In April 2020, the FDA granted priority review to the initial BLA for remestemcel-L for the treatment of this population based on pooled data from 3 separate trials of 309 children with SR-aGVHD.2
In August 2020, the FDA’s Oncologic Drugs Advisory Committee voted 8 to 2 in favor of approving remestemcel-L in this setting after discussing whether data from the single-arm MSB-GVHD001 trial (NCT02336230) were sufficient to establish the efficacy of the drug.3
However, in October 2020, the FDA issued a complete response letter to Mesoblast, requesting additional data from at least 1 randomized, controlled study in adult and/or pediatric patients with SR-aGVHD.4
The phase 3 MSB-GVHD001 trial evaluated remestemcel-L in 54 children predominantly with grade C or D SR-aGVHD in the United Stated.1 To be eligible for enrollment, patients had to be between the ages of 2 months and 17 years with a diagnosis of aGVHD. Prior allogeneic hematopoietic stem cell transplant was required, as was treatment failure with systemic corticosteroid therapy. Patients could have had grade C or D disease involving the skin, liver and/or gastrointestinal (GI) tract, or grade B aGVHD involving the liver and/or GI tract, with or without concomitant skin disease.5
The trial met its prespecified primary end point, with an overall response rate (ORR) of 70.4% at day 28 vs a prespecified control ORR value of 45% (P =.0003), which correlated with improved survival through day 100 (87% vs 47% in patients who did not achieve day-28 response; P =.0001).1
Additional data from a matched control group of pediatric patients from the Mount Sinai Acute GVHD International Consortium (MAGIC) database who received best available therapy showed that remestemcel-L led to higher day-28 ORRs (70% vs 43%) and higher day-100 survival rates (74% vs 57%).
Furthermore, a propensity-matched study of outcomes in 25 children from Mesoblast’s phase 3 trial and 27 children who received best available treatment, including ruxolitinib (Jakafi), from the MAGIC database indicated that 67% of high-risk children with MAP scores above 0.29 who received remestemcel-L achieved a day-28 overall response and were alive after 180 days vs 10% of children in both categories in the MAGIC group.
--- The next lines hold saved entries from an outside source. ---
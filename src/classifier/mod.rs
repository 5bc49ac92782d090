//! Sentiment classification.
//!
//! [`AnalysisClassifier`] turns raw text into an [`AnalysisOutcome`]: it
//! validates the input, asks the injected [`Scorer`](crate::sentiment::Scorer)
//! for polarity and subjectivity, asks the injected
//! [`LanguageDetector`](crate::language::LanguageDetector) whether the text is
//! English, and maps polarity onto a category, a color and a gauge angle.

pub mod engine;
pub mod result;

pub use engine::AnalysisClassifier;
pub use result::*;

use serde::{Deserialize, Serialize};

use crate::error::{Result, SentixError};

/// Polarity above which text is positive.
pub const POSITIVE_THRESHOLD: f64 = 0.15;

/// Polarity below which text is negative.
pub const NEGATIVE_THRESHOLD: f64 = -0.15;

/// Gauge angle at polarity 1.0.
pub const MAX_ROTATION_DEGREES: f64 = 90.0;

/// Message returned for empty or whitespace-only input.
pub const EMPTY_INPUT_MESSAGE: &str = "Input text is empty or invalid.";

/// Largest supported number of decimal places.
pub const MAX_PRECISION: u32 = 10;

/// Configuration for [`AnalysisClassifier`].
#[derive(Debug, Clone, PartialEq, Serialize, Deserialize)]
#[serde(default)]
pub struct ClassifierConfig {
    /// Trimmed inputs must be longer than this many characters before the
    /// language detector is consulted.
    pub min_detection_chars: usize,
    /// Decimal places kept in `score` and `subjectivity`.
    pub precision: u32,
}

impl Default for ClassifierConfig {
    fn default() -> Self {
        Self {
            min_detection_chars: 10,
            precision: 3,
        }
    }
}

impl ClassifierConfig {
    /// Check that the configuration can be used.
    pub fn validate(&self) -> Result<()> {
        if self.precision > MAX_PRECISION {
            return Err(SentixError::config(format!(
                "precision must be at most {MAX_PRECISION}, got {}",
                self.precision
            )));
        }
        Ok(())
    }
}

/// Map polarity to the gauge needle angle in degrees.
///
/// The mapping is linear: -1.0 is -90°, 0.0 is 0° and 1.0 is 90°.
pub fn gauge_rotation(polarity: f64) -> f64 {
    polarity * MAX_ROTATION_DEGREES
}

/// Round to a number of decimal places, halves away from zero.
///
/// Rounding works on the binary value, so a decimal literal that looks like a
/// tie (0.1235) may sit slightly below or above it.
pub fn round_to(value: f64, places: u32) -> f64 {
    let factor = 10f64.powi(places as i32);
    (value * factor).round() / factor
}

#[cfg(test)]
mod tests {
    use super::*;

    #[test]
    fn test_default_config() {
        let config = ClassifierConfig::default();

        assert_eq!(config.min_detection_chars, 10);
        assert_eq!(config.precision, 3);
        assert!(config.validate().is_ok());
    }

    #[test]
    fn test_invalid_precision() {
        let config = ClassifierConfig {
            precision: 11,
            ..Default::default()
        };
        assert!(matches!(config.validate(), Err(SentixError::Config(_))));
    }

    #[test]
    fn test_config_partial_json() {
        let config: ClassifierConfig = serde_json::from_str(r#"{"precision": 2}"#).unwrap();

        assert_eq!(config.precision, 2);
        assert_eq!(config.min_detection_chars, 10);
    }

    #[test]
    fn test_gauge_rotation() {
        assert_eq!(gauge_rotation(0.0), 0.0);
        assert_eq!(gauge_rotation(1.0), 90.0);
        assert_eq!(gauge_rotation(-1.0), -90.0);
        assert_eq!(gauge_rotation(0.5), 45.0);
        assert_eq!(gauge_rotation(-0.25), -22.5);
    }

    #[test]
    fn test_gauge_rotation_preserves_sign_and_bounds() {
        for step in -100..=100 {
            let polarity = step as f64 / 100.0;
            let rotation = gauge_rotation(polarity);

            assert!(rotation.signum() == polarity.signum(), "{polarity}");
            assert!(rotation.abs() <= 90.0);
            assert_eq!(rotation == 0.0, polarity == 0.0);
        }
    }

    #[test]
    fn test_round_to() {
        assert_eq!(round_to(0.123456, 3), 0.123);
        assert_eq!(round_to(-0.98765, 3), -0.988);
        assert_eq!(round_to(1.0, 3), 1.0);
        assert_eq!(round_to(0.5, 0), 1.0);
    }

    #[test]
    fn test_round_to_ties_go_away_from_zero() {
        // 0.0625 is exact in binary, so these are true ties
        assert_eq!(round_to(0.0625, 3), 0.063);
        assert_eq!(round_to(-0.0625, 3), -0.063);
        assert_eq!(round_to(2.5, 0), 3.0);
        assert_eq!(round_to(-2.5, 0), -3.0);
    }
}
Regarding durability, results of an observational cohort, 4-year survival study performed by the Center for International Blood and Marrow Transplant Research on 51 evaluable patients with SR-aGVHD who were enrolled in the phase 3 trial demonstrated that the 6-month, 1-year, and 2-year survival rates of 67%, 63%, and 51%, respectively. Additionally, 49% of patients were alive past 4 years, a population with an expected 2-year survival of between 25% and 38% with best available therapy.